Stored data entries
┄┄┄┄┄┄

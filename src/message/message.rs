//! Shared message state and the copy-on-write accessor trait.

use std::sync::Arc;

use once_cell::sync::Lazy;
use regex::Regex;

use crate::message::error::{MessageError, MessageResult};
use crate::message::headers::{HeaderMap, IntoHeaderValues};
use crate::message::stream::Stream;

static PROTOCOL_VERSION: Lazy<Regex> =
    Lazy::new(|| Regex::new(r"^\d+\.\d+$").expect("static protocol version pattern"));

/// Protocol version, headers and body common to requests and responses.
///
/// The body is shared by reference between a message and every value derived from it,
/// until a `with_body` call swaps it.
#[derive(Debug, Clone)]
pub struct Message {
    protocol_version: String,
    headers: HeaderMap,
    body: Arc<Stream>,
}

impl Message {
    pub fn new(protocol_version: &str, headers: HeaderMap, body: Arc<Stream>) -> MessageResult<Self> {
        validate_protocol_version(protocol_version)?;
        Ok(Self {
            protocol_version: protocol_version.to_string(),
            headers,
            body,
        })
    }

    /// HTTP/1.1 message with no headers and an empty in-memory body.
    pub fn empty() -> Self {
        Self {
            protocol_version: "1.1".to_string(),
            headers: HeaderMap::new(),
            body: Arc::new(Stream::from_bytes(Vec::new())),
        }
    }

    pub(crate) fn headers_mut(&mut self) -> &mut HeaderMap {
        &mut self.headers
    }
}

/// Read access and `with_*` transformations shared by every message value.
///
/// Each `with_*` validates first and returns a new value; `self` is never modified.
pub trait HttpMessage: Clone {
    fn message(&self) -> &Message;

    fn message_mut(&mut self) -> &mut Message;

    fn protocol_version(&self) -> &str {
        &self.message().protocol_version
    }

    fn headers(&self) -> &HeaderMap {
        &self.message().headers
    }

    fn has_header(&self, name: &str) -> bool {
        self.headers().contains(name)
    }

    fn header(&self, name: &str) -> &[String] {
        self.headers().get(name)
    }

    fn header_line(&self, name: &str) -> String {
        self.headers().line(name)
    }

    fn body(&self) -> &Arc<Stream> {
        &self.message().body
    }

    fn with_protocol_version(&self, version: &str) -> MessageResult<Self> {
        validate_protocol_version(version)?;
        let mut next = self.clone();
        next.message_mut().protocol_version = version.to_string();
        Ok(next)
    }

    /// Replace all values of `name`.
    fn with_header(&self, name: &str, values: impl IntoHeaderValues) -> MessageResult<Self> {
        let headers = self.headers().with(name, values.into_header_values())?;
        let mut next = self.clone();
        next.message_mut().headers = headers;
        Ok(next)
    }

    /// Append to the values of `name`, creating it when absent.
    fn with_added_header(&self, name: &str, values: impl IntoHeaderValues) -> MessageResult<Self> {
        let headers = self.headers().with_added(name, values.into_header_values())?;
        let mut next = self.clone();
        next.message_mut().headers = headers;
        Ok(next)
    }

    fn without_header(&self, name: &str) -> Self {
        let mut next = self.clone();
        next.message_mut().headers = self.headers().without(name);
        next
    }

    fn with_body(&self, body: Arc<Stream>) -> Self {
        let mut next = self.clone();
        next.message_mut().body = body;
        next
    }
}

impl HttpMessage for Message {
    fn message(&self) -> &Message {
        self
    }

    fn message_mut(&mut self) -> &mut Message {
        self
    }
}

fn validate_protocol_version(version: &str) -> MessageResult<()> {
    if !PROTOCOL_VERSION.is_match(version) {
        return Err(MessageError::Message(format!(
            "The HTTP protocol version {version} is invalid."
        )));
    }
    Ok(())
}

┄┄┄┄┄┄

→ **Task statement**:
Lines of the data above that include the string "Regex" must each be copied.

→ **Solution to this task**:
use regex::Regex;
static PROTOCOL_VERSION: Lazy<Regex> =
    Lazy::new(|| Regex::new(r"^\d+\.\d+$").expect("static protocol version pattern"));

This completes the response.